Extracted information:
*-*-*

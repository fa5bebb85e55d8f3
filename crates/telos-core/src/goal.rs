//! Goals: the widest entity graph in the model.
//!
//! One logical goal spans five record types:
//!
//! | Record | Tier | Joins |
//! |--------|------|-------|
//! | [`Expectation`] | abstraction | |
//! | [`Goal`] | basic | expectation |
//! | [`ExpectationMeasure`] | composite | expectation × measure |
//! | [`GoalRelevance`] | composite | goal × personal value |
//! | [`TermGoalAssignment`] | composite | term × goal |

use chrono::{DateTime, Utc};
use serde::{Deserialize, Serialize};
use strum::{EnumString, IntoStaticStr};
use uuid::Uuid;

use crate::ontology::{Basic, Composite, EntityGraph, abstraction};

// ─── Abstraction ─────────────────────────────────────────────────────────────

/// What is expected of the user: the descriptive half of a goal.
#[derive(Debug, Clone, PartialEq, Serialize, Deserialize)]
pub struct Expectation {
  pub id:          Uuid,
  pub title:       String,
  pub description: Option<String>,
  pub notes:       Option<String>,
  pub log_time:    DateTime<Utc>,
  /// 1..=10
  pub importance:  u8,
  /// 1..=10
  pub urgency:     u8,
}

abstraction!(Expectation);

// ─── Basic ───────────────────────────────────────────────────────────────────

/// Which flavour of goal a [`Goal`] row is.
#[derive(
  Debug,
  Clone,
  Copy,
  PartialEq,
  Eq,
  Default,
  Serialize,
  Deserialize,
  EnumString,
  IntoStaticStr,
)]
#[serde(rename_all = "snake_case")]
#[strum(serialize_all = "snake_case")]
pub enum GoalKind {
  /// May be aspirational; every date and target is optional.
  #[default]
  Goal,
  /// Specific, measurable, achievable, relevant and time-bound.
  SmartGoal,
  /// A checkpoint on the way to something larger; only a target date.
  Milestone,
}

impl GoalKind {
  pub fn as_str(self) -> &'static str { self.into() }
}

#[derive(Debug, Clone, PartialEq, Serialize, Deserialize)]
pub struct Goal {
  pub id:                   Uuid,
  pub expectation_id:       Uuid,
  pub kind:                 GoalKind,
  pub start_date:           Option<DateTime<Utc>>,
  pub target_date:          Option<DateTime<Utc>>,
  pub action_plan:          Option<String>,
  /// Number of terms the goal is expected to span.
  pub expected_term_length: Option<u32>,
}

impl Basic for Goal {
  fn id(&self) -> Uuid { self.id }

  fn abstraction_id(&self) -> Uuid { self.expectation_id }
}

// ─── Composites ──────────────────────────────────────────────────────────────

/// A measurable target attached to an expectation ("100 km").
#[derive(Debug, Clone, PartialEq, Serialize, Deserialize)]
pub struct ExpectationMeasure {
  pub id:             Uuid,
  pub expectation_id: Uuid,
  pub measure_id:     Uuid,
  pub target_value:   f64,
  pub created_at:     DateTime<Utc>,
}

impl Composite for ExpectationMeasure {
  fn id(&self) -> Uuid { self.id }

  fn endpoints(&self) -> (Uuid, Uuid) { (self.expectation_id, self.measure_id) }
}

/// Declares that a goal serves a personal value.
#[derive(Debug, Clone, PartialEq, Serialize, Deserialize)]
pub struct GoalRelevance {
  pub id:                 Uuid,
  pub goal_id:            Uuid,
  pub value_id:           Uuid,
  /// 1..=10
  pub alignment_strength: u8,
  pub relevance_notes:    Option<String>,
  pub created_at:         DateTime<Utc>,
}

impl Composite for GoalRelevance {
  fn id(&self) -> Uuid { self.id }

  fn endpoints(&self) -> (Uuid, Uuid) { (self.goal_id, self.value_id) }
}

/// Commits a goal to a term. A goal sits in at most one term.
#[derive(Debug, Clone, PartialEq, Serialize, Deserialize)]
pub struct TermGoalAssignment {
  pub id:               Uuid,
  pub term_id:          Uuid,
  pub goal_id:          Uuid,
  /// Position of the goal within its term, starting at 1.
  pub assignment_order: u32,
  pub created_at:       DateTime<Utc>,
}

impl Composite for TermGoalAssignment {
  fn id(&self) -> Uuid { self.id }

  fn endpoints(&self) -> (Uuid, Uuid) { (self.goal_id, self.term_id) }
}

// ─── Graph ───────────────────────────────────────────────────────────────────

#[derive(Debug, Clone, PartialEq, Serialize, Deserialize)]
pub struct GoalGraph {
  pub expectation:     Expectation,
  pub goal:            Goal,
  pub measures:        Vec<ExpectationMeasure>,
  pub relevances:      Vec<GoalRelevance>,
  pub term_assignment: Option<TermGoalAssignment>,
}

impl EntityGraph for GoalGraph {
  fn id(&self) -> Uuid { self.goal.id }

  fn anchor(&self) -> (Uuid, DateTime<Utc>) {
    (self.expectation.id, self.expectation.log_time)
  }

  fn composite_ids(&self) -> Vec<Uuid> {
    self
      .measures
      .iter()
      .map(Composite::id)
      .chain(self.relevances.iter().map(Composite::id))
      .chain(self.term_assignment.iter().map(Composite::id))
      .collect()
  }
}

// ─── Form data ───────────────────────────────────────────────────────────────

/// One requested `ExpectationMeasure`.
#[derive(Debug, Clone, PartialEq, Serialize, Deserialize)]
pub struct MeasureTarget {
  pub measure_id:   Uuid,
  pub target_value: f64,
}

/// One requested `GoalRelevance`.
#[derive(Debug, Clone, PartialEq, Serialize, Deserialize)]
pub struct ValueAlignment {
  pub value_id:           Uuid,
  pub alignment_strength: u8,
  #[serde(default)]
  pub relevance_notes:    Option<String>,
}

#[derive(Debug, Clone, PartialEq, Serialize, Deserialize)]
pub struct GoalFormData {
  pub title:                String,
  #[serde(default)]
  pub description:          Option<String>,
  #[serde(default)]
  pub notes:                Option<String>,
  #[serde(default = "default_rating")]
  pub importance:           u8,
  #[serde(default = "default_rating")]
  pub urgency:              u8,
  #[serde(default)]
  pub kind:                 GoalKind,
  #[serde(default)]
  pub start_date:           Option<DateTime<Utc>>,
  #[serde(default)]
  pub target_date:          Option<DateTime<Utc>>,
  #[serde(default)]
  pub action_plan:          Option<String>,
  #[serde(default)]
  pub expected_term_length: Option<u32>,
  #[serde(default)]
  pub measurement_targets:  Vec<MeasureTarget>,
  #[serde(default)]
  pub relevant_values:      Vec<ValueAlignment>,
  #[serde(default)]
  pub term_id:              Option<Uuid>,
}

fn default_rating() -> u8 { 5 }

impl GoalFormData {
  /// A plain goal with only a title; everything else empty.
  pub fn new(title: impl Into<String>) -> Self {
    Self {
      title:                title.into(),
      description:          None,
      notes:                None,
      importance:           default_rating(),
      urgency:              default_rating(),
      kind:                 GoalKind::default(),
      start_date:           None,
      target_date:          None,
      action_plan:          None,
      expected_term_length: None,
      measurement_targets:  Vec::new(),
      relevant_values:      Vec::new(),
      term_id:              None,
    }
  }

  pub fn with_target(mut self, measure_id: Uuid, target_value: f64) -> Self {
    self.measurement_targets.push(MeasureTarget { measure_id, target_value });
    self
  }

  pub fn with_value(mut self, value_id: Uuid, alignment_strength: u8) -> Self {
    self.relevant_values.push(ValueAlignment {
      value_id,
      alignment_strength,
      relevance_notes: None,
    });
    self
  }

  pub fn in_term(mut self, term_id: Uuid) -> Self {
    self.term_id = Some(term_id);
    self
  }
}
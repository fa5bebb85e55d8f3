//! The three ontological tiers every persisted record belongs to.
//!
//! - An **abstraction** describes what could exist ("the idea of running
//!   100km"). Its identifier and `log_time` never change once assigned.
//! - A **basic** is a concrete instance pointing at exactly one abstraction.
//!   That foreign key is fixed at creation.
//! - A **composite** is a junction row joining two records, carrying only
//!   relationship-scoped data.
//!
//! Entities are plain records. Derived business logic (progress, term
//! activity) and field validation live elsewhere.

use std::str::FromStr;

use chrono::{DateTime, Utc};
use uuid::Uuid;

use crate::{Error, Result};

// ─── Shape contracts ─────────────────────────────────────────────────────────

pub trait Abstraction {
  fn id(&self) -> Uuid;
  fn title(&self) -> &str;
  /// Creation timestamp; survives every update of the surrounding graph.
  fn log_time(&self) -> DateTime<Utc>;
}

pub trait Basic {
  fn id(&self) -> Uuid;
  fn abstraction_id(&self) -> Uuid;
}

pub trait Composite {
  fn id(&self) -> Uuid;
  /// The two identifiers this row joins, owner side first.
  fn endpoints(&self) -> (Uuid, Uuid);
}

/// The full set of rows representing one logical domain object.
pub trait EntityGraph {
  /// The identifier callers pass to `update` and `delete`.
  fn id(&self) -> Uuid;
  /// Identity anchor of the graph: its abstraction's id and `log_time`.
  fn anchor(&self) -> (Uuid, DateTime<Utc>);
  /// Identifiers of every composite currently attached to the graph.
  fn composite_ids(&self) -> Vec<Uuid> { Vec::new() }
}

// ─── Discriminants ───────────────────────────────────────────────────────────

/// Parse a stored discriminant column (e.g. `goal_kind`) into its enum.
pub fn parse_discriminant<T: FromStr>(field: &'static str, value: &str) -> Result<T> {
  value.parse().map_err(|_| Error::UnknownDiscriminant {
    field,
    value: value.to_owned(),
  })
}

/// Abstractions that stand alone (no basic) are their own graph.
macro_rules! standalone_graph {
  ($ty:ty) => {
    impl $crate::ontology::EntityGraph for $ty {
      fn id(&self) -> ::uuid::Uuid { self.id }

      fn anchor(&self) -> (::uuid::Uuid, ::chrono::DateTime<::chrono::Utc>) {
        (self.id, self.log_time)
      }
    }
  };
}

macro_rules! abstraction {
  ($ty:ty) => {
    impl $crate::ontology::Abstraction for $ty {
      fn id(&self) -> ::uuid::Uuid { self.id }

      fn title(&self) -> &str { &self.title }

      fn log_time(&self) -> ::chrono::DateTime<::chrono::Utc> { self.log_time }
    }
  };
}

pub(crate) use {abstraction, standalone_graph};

*-*-*

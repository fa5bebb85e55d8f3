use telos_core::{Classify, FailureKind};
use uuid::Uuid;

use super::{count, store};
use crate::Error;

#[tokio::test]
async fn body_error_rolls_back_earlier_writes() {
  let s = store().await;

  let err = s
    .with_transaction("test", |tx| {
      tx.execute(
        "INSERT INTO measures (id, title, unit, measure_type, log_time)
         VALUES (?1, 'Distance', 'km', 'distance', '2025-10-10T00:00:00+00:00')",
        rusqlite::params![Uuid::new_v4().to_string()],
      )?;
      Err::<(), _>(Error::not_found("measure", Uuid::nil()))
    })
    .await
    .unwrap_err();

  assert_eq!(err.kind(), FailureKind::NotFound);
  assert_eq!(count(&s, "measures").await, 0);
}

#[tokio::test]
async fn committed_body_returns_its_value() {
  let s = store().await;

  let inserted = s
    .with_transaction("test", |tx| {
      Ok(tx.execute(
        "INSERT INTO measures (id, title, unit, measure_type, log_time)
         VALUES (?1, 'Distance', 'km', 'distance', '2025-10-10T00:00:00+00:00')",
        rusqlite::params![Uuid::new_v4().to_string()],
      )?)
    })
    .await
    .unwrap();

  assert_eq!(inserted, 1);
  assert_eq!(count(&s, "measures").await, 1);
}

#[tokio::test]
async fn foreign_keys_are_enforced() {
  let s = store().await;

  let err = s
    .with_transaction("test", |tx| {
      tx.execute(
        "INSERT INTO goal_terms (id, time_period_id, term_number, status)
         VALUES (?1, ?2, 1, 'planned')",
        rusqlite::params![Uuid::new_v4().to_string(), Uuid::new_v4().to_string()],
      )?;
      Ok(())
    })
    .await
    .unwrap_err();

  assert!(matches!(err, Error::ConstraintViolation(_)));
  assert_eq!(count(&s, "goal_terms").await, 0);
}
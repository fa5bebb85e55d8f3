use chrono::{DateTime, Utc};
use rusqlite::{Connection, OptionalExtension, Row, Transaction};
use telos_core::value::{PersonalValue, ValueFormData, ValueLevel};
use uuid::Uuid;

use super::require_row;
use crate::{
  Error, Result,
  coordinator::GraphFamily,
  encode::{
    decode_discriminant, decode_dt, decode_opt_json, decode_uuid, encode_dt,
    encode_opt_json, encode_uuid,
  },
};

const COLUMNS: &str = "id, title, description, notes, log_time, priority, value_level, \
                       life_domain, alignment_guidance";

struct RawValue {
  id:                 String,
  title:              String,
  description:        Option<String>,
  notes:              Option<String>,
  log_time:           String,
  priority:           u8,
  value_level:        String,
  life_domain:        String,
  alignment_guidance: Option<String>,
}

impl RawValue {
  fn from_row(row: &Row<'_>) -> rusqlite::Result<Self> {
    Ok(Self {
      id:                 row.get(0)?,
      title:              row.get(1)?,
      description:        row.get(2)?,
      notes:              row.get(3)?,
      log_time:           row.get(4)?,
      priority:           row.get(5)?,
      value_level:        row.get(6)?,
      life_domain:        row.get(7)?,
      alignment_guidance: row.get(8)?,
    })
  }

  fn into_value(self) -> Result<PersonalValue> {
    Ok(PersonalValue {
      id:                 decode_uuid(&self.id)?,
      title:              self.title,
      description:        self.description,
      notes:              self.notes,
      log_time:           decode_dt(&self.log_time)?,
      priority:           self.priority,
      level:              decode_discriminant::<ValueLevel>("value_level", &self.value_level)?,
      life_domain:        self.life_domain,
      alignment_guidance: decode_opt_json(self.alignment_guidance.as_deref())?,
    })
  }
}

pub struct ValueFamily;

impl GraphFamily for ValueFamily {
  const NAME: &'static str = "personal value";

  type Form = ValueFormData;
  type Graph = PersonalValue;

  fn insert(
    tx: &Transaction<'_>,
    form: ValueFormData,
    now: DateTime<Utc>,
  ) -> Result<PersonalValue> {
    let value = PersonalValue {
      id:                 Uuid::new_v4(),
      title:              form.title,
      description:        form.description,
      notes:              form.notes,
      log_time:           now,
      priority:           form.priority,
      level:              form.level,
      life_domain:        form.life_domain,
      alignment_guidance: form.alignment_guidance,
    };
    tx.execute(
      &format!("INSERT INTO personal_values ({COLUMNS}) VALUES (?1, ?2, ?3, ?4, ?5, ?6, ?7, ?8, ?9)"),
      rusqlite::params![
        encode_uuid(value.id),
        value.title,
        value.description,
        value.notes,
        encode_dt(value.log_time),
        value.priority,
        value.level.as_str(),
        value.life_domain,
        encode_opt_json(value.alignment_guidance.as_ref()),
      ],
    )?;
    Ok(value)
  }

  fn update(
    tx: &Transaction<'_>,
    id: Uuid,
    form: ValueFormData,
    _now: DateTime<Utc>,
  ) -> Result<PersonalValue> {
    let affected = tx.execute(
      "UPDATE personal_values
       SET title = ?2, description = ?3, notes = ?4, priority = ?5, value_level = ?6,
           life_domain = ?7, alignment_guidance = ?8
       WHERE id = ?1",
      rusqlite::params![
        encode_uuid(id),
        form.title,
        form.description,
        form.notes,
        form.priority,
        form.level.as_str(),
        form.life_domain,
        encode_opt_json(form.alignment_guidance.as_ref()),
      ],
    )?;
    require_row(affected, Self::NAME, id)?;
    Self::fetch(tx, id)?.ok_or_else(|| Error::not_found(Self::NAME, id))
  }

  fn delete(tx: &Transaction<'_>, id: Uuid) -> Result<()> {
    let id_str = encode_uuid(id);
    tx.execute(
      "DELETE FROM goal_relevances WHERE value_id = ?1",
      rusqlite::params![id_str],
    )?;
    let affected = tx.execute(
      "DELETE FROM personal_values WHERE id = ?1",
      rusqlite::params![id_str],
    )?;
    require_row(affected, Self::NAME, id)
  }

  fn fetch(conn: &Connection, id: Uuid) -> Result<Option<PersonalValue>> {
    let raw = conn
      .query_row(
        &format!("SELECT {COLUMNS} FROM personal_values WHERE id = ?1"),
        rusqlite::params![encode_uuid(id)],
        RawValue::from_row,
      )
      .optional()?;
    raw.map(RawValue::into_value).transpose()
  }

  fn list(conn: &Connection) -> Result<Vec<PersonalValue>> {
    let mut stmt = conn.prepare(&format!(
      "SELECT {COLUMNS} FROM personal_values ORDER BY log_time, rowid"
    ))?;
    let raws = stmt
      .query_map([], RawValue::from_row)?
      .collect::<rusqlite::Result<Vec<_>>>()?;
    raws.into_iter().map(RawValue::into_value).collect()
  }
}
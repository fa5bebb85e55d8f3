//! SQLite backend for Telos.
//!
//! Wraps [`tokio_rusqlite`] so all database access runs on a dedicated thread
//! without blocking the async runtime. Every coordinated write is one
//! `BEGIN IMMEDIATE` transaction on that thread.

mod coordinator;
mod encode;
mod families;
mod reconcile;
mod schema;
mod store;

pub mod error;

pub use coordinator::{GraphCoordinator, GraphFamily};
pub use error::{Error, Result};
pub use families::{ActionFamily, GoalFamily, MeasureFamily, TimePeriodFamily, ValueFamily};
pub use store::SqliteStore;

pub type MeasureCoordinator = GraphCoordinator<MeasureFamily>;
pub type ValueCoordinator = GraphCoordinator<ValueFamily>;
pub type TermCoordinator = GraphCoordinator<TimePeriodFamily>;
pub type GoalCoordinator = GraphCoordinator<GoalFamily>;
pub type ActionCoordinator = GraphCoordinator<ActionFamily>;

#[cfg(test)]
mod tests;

*-*-*

Task instructions:
Filter the records above down to the lines containing "impl".

Answer for this exercise:
impl GoalKind {
impl Basic for Goal {
impl Composite for ExpectationMeasure {
impl Composite for GoalRelevance {
impl Composite for TermGoalAssignment {
impl EntityGraph for GoalGraph {
impl GoalFormData {
  pub fn new(title: impl Into<String>) -> Self {
    impl $crate::ontology::EntityGraph for $ty {
    impl $crate::ontology::Abstraction for $ty {
impl RawValue {
impl GraphFamily for ValueFamily {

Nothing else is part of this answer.